I think it's completely bogus. People aren't primarily interested in
the Chicago curves because of unknown attacks, but NSA cookery over
NIST+the efficiency and security benefits they offer.

>
> Instead, you mostly repeated the general speed and side channel benefits of Chicago, which I was not yet disputing.

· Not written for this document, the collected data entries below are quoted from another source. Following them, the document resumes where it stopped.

//! Per-pass cache of edge midpoints.

use hashbrown::HashMap;
use nalgebra::Point3;

/// An undirected edge stored with the smaller vertex index first.
#[derive(Debug, Clone, Copy, PartialEq, Eq, Hash, PartialOrd, Ord)]
pub struct EdgeKey {
    lo: u32,
    hi: u32,
}

impl EdgeKey {
    /// Canonical key for the edge between `a` and `b`, in either order.
    ///
    /// # Example
    ///
    /// ```
    /// use mesh_icosphere::EdgeKey;
    ///
    /// assert_eq!(EdgeKey::new(7, 3), EdgeKey::new(3, 7));
    /// assert_eq!(EdgeKey::new(7, 3).endpoints(), (3, 7));
    /// ```
    #[inline]
    #[must_use]
    pub const fn new(a: u32, b: u32) -> Self {
        if a <= b { Self { lo: a, hi: b } } else { Self { lo: b, hi: a } }
    }

    /// Endpoints as `(min, max)`.
    #[inline]
    #[must_use]
    pub const fn endpoints(self) -> (u32, u32) {
        (self.lo, self.hi)
    }
}

/// Maps each edge seen during one subdivision pass to the index of the
/// vertex created at its midpoint.
///
/// The cache only stores indices. Midpoint positions are appended to the
/// caller's vertex buffer, so an entry is meaningful only for the buffer and
/// pass it was created in; call [`EdgeCache::clear`] before reusing it.
#[derive(Debug, Clone, Default)]
pub struct EdgeCache {
    midpoints: HashMap<EdgeKey, u32>,
}

impl EdgeCache {
    /// Create an empty cache.
    #[must_use]
    pub fn new() -> Self {
        Self::default()
    }

    /// Create an empty cache sized for `entries` edges.
    #[must_use]
    pub fn with_capacity(entries: usize) -> Self {
        Self {
            midpoints: HashMap::with_capacity(entries),
        }
    }

    /// Index of the midpoint vertex between `first` and `second`.
    ///
    /// The first request for an edge appends the normalized sum of its
    /// endpoints to `vertices`, which places the midpoint on the unit sphere
    /// when both endpoints are on it. Later requests for the same edge, in
    /// either direction, return the stored index without touching
    /// `vertices`.
    ///
    /// # Panics
    ///
    /// Panics if either endpoint is not an index into `vertices`, or if the
    /// new vertex index does not fit in `u32`.
    ///
    /// # Example
    ///
    /// ```
    /// use mesh_icosphere::{EdgeCache, Point3};
    ///
    /// let mut vertices = vec![Point3::new(1.0, 0.0, 0.0), Point3::new(0.0, 1.0, 0.0)];
    /// let mut cache = EdgeCache::new();
    ///
    /// let m = cache.midpoint(&mut vertices, 0, 1);
    /// assert_eq!(m, 2);
    /// assert_eq!(cache.midpoint(&mut vertices, 1, 0), m);
    /// assert_eq!(vertices.len(), 3);
    /// assert!((vertices[2].coords.norm() - 1.0).abs() < 1e-12);
    /// ```
    pub fn midpoint(&mut self, vertices: &mut Vec<Point3<f64>>, first: u32, second: u32) -> u32 {
        let key = EdgeKey::new(first, second);
        *self.midpoints.entry(key).or_insert_with(|| {
            let sum = vertices[key.lo as usize].coords + vertices[key.hi as usize].coords;
            let index = u32::try_from(vertices.len())
                .unwrap_or_else(|_| panic!("vertex index {} overflows u32", vertices.len()));
            vertices.push(Point3::from(sum.normalize()));
            index
        })
    }

    /// Midpoint index already recorded for an edge, if any.
    #[must_use]
    pub fn get(&self, first: u32, second: u32) -> Option<u32> {
        self.midpoints.get(&EdgeKey::new(first, second)).copied()
    }

    /// Remove all entries, keeping the allocated capacity.
    pub fn clear(&mut self) {
        self.midpoints.clear();
    }

    /// Make room for at least `entries` edges in total without rehashing.
    pub fn reserve(&mut self, entries: usize) {
        self.midpoints
            .reserve(entries.saturating_sub(self.midpoints.len()));
    }

    /// Number of edges recorded.
    #[must_use]
    pub fn len(&self) -> usize {
        self.midpoints.len()
    }

    /// Whether no edge has been recorded.
    #[must_use]
    pub fn is_empty(&self) -> bool {
        self.midpoints.is_empty()
    }

    /// Number of edges the cache can hold without reallocating.
    #[must_use]
    pub fn capacity(&self) -> usize {
        self.midpoints.capacity()
    }
}
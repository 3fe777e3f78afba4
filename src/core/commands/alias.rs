use super::{Command, CommandError, Outcome};
use crate::core::state::ShellState;

/// The `alias` builtin. With no arguments, lists every alias. Arguments
/// containing `=` are upserts; other arguments are names to display, unknown
/// ones silently skipped. A malformed argument gets its own diagnostic and
/// never stops the rest from being processed.
#[derive(Clone)]
pub struct AliasCommand;

impl Default for AliasCommand {
    fn default() -> Self {
        Self::new()
    }
}

impl AliasCommand {
    pub fn new() -> Self {
        Self
    }
}

impl Command for AliasCommand {
    fn execute(&self, args: &[String], state: &mut ShellState) -> Result<Outcome, CommandError> {
        if args.is_empty() {
            for (name, value) in state.aliases.iter() {
                println!("{}='{}'", name, value);
            }
            return Ok(Outcome::Status(0));
        }

        let mut status = 0;
        for arg in args {
            match arg.split_once('=') {
                Some((name, value)) => {
                    let name = name.trim();
                    let value = value
                        .trim()
                        .trim_matches(|c| c == '\'' || c == '"');

                    if name.is_empty() || value.is_empty() {
                        eprintln!("venule: alias: invalid argument: '{}'", arg);
                        status = 1;
                        continue;
                    }

                    if let Err(e) = state.aliases.set(name, value) {
                        eprintln!("venule: alias: {}: {}", name, e);
                        status = 1;
                    }
                }
                None => {
                    if let Some(value) = state.aliases.resolve(arg) {
                        println!("{}='{}'", arg, value);
                    }
                }
            }
        }

        Ok(Outcome::Status(status))
    }
}

#[cfg(test)]
mod tests {
    use super::*;
    use crate::core::alias::AliasTable;

    fn run(args: &[&str], state: &mut ShellState) -> Outcome {
        let args: Vec<String> = args.iter().map(|s| s.to_string()).collect();
        AliasCommand::new().execute(&args, state).unwrap()
    }

    #[test]
    fn test_set_alias() {
        let mut state = ShellState::new();
        assert_eq!(run(&["ll=ls -la"], &mut state), Outcome::Status(0));
        assert_eq!(state.aliases.resolve("ll").unwrap(), "ls -la");
    }

    #[test]
    fn test_set_quoted_value() {
        let mut state = ShellState::new();
        run(&["gs='git status'"], &mut state);
        assert_eq!(state.aliases.resolve("gs").unwrap(), "git status");
    }

    #[test]
    fn test_list_is_ok_when_empty() {
        let mut state = ShellState::new();
        assert_eq!(run(&[], &mut state), Outcome::Status(0));
    }

    #[test]
    fn test_lookup_unknown_is_silent_success() {
        let mut state = ShellState::new();
        assert_eq!(run(&["missing"], &mut state), Outcome::Status(0));
    }

    #[test]
    fn test_malformed_argument_continues() {
        let mut state = ShellState::new();
        // The bad argument is diagnosed; the good one still takes effect.
        assert_eq!(
            run(&["=value", "ok=fine"], &mut state),
            Outcome::Status(1)
        );
        assert_eq!(state.aliases.resolve("ok").unwrap(), "fine");
    }

    #[test]
    fn test_table_full_is_diagnosed_not_fatal() {
        let mut state = ShellState::new();
        state.aliases = AliasTable::with_capacity(1);
        run(&["a=1"], &mut state);

        assert_eq!(run(&["b=2"], &mut state), Outcome::Status(1));
        assert!(state.aliases.resolve("b").is_none());
        assert_eq!(state.aliases.resolve("a").unwrap(), "1");
    }
}
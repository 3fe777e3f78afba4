mod vars;

pub use vars::EnvVarManager;

#[derive(Debug, PartialEq, Eq)]
pub enum EnvError {
    InvalidName(&'static str),
}

impl std::fmt::Display for EnvError {
    fn fmt(&self, f: &mut std::fmt::Formatter<'_>) -> std::fmt::Result {
        match self {
            EnvError::InvalidName(msg) => write!(f, "invalid variable name: {}", msg),
        }
    }
}

impl std::error::Error for EnvError {}
use std::fs;

use super::{ConfigError, ConfigPaths};
use crate::core::state::ShellState;

/// Applies rc-file directives to the session state. Recognized lines are
/// `alias name=value` and `setenv NAME VALUE`; blanks and `#` comments are
/// skipped, anything else warns unless quiet.
pub struct ConfigLoader<'a> {
    paths: &'a ConfigPaths,
}

impl<'a> ConfigLoader<'a> {
    pub fn new(paths: &'a ConfigPaths) -> Self {
        Self { paths }
    }

    pub fn load(&self, state: &mut ShellState, quiet: bool) -> Result<(), ConfigError> {
        if !self.paths.rc_path.exists() {
            return Ok(());
        }

        let content = fs::read_to_string(&self.paths.rc_path)?;
        for line in content.lines() {
            self.process_line(line, state, quiet);
        }
        Ok(())
    }

    fn process_line(&self, line: &str, state: &mut ShellState, quiet: bool) {
        let line = line.trim();
        if line.is_empty() || line.starts_with('#') {
            return;
        }

        match line {
            s if s.starts_with("alias ") => {
                self.process_alias(&s["alias ".len()..], state, quiet)
            }
            s if s.starts_with("setenv ") => {
                self.process_setenv(&s["setenv ".len()..], state, quiet)
            }
            _ => {
                if !quiet {
                    eprintln!("venule: warning: ignoring rc line: {}", line);
                }
            }
        }
    }

    fn process_alias(&self, rest: &str, state: &mut ShellState, quiet: bool) {
        let Some((name, value)) = rest.split_once('=') else {
            if !quiet {
                eprintln!("venule: warning: malformed alias in rc file: {}", rest);
            }
            return;
        };

        let name = name.trim();
        let mut value = value.trim();

        // Remove surrounding quotes if present
        if (value.starts_with('\'') && value.ends_with('\'') && value.len() >= 2)
            || (value.starts_with('"') && value.ends_with('"') && value.len() >= 2)
        {
            value = &value[1..value.len() - 1];
        }

        if let Err(e) = state.aliases.set(name, value) {
            if !quiet {
                eprintln!("venule: warning: {}", e);
            }
        }
    }

    fn process_setenv(&self, rest: &str, state: &mut ShellState, quiet: bool) {
        let parts: Vec<&str> = rest.split_whitespace().collect();
        if parts.len() != 2 {
            if !quiet {
                eprintln!("venule: warning: malformed setenv in rc file: {}", rest);
            }
            return;
        }

        if let Err(e) = state.env.set(parts[0], parts[1]) {
            if !quiet {
                eprintln!("venule: warning: {}", e);
            }
        }
    }
}
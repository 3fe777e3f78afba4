use std::fs::File;
use std::io::{BufRead, BufReader};
use std::path::{Path, PathBuf};

use rustyline::DefaultEditor;

mod executor;

pub use executor::LineOutcome;

use crate::core::commands::CommandExecutor;
use crate::core::config::{Config, ConfigError};
use crate::core::state::ShellState;
use crate::error::ShellError;
use crate::flags::Flags;
use crate::highlight::DiagnosticStyle;
use executor::LineRunner;

const PROMPT: &str = "$ ";

pub struct Shell {
    pub(crate) state: ShellState,
    pub(crate) executor: CommandExecutor,
    pub(crate) style: DiagnosticStyle,
}

impl Shell {
    pub fn new(flags: Flags) -> Result<Self, ShellError> {
        let mut state = ShellState::new();
        let style = DiagnosticStyle::new();
        let quiet = flags.is_set("quiet");

        if !flags.is_set("norc") {
            let custom = flags.get_value("config").map(PathBuf::from);
            match Config::new(custom) {
                Ok(config) => config.load(&mut state, quiet)?,
                Err(ConfigError::HomeDirNotFound) => {
                    // No home directory means no default rc file to read.
                    if !quiet {
                        eprintln!(
                            "{}",
                            style.warning("venule: warning: home directory not found, skipping rc file")
                        );
                    }
                }
                Err(e) => return Err(e.into()),
            }
        }

        Ok(Shell {
            state,
            executor: CommandExecutor::new(),
            style,
        })
    }

    /// Interactive loop: prompt, read, run, until end of input or `exit`.
    /// Returns the shell's exit code.
    pub fn run(&mut self) -> Result<i32, ShellError> {
        let mut editor = DefaultEditor::new()?;

        loop {
            match editor.readline(PROMPT) {
                Ok(line) => match self.run_line(&line)? {
                    LineOutcome::Continue => {}
                    LineOutcome::Exit(code) => return Ok(code),
                },
                Err(rustyline::error::ReadlineError::Eof) => {
                    println!();
                    return Ok(self.state.last_status);
                }
                Err(rustyline::error::ReadlineError::Interrupted) => {
                    continue;
                }
                Err(e) => return Err(ShellError::Readline(e)),
            }
        }
    }

    /// Batch mode: runs every line of `path` in order, with no prompt.
    /// Returns the status of the last command, or the `exit` builtin's code.
    pub fn run_script(&mut self, path: &Path) -> Result<i32, ShellError> {
        let file = File::open(path)?;

        for line in BufReader::new(file).lines() {
            let line = line?;
            match self.run_line(&line)? {
                LineOutcome::Continue => {}
                LineOutcome::Exit(code) => return Ok(code),
            }
        }
        Ok(self.state.last_status)
    }
}

#[cfg(test)]
mod tests {
    use super::*;
    use std::fs;

    fn test_shell() -> Shell {
        let mut flags = Flags::new();
        flags.parse(&["--norc".to_string()]).unwrap();
        Shell::new(flags).unwrap()
    }

    fn write_script(name: &str, content: &str) -> PathBuf {
        let path = std::env::temp_dir().join(name);
        fs::write(&path, content).unwrap();
        path
    }

    #[test]
    fn test_script_exit_code_is_last_status() {
        let mut shell = test_shell();
        let script = write_script("venule_test_script_last.vsh", "true\nfalse\n");

        let code = shell.run_script(&script).unwrap();
        assert_eq!(code, 1);

        fs::remove_file(script).unwrap();
    }

    #[test]
    fn test_script_exit_builtin_stops_immediately() {
        let mut shell = test_shell();
        let marker = std::env::temp_dir().join("venule_test_script_marker");
        let _ = fs::remove_file(&marker);

        let script = write_script(
            "venule_test_script_exit.vsh",
            &format!("exit 5\ntouch {}\n", marker.display()),
        );

        let code = shell.run_script(&script).unwrap();
        assert_eq!(code, 5);
        assert!(!marker.exists());

        fs::remove_file(script).unwrap();
    }

    #[test]
    fn test_script_builtins_share_state() {
        let mut shell = test_shell();
        let script = write_script(
            "venule_test_script_state.vsh",
            "setenv VENULE_SCRIPT_VAR set-by-script\nalias t=true\nt\n",
        );

        let code = shell.run_script(&script).unwrap();
        assert_eq!(code, 0);
        assert_eq!(shell.state.env.get("VENULE_SCRIPT_VAR"), Some("set-by-script"));
        assert_eq!(shell.state.aliases.resolve("t").unwrap(), "true");

        fs::remove_file(script).unwrap();
    }

    #[test]
    fn test_missing_script_is_io_error() {
        let mut shell = test_shell();
        let result = shell.run_script(Path::new("/venule/no/such/script"));
        assert!(matches!(result, Err(ShellError::Io(_))));
    }
}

You know, when it comes to speed there is a way to decide which is
faster: eBATS. And what eBATS says about P256 vs Curve25519 is not
good.
Want to argue about speed? Submit code. Want to argue about
multiplications? Get formulas into EFD.

Furthermore, what is your position on the question of ECC choices?
Instead of going around in circles of increasing irrelevance, let's
have it between these options:

0: Nothing
1: NIST
2: Brainpool
3: Chicago
4: NIST+Brainpool
5: Brainpool+Chicago
6: NIST+Chicago
7:NIST+Brainpool+Chicago

Each of these options has costs. Each has advantages. And I've not
even scratched the surface: maybe P256 stays, along with
Ed448-Goldilocks,
and P521. So far I think that 2 alone is terrible, 1 alone okay, 3
alone superior (but anything sans NIST is a nonstarter for DOD), so 6
seems good,
because no one will pick brainpool from 7.

>
> Also, you suggested that I was referring to the field choices. I did not intend to, but I should clarify.
>
> For a given field, pseudorandom curve better resists secret attacks than rigidity.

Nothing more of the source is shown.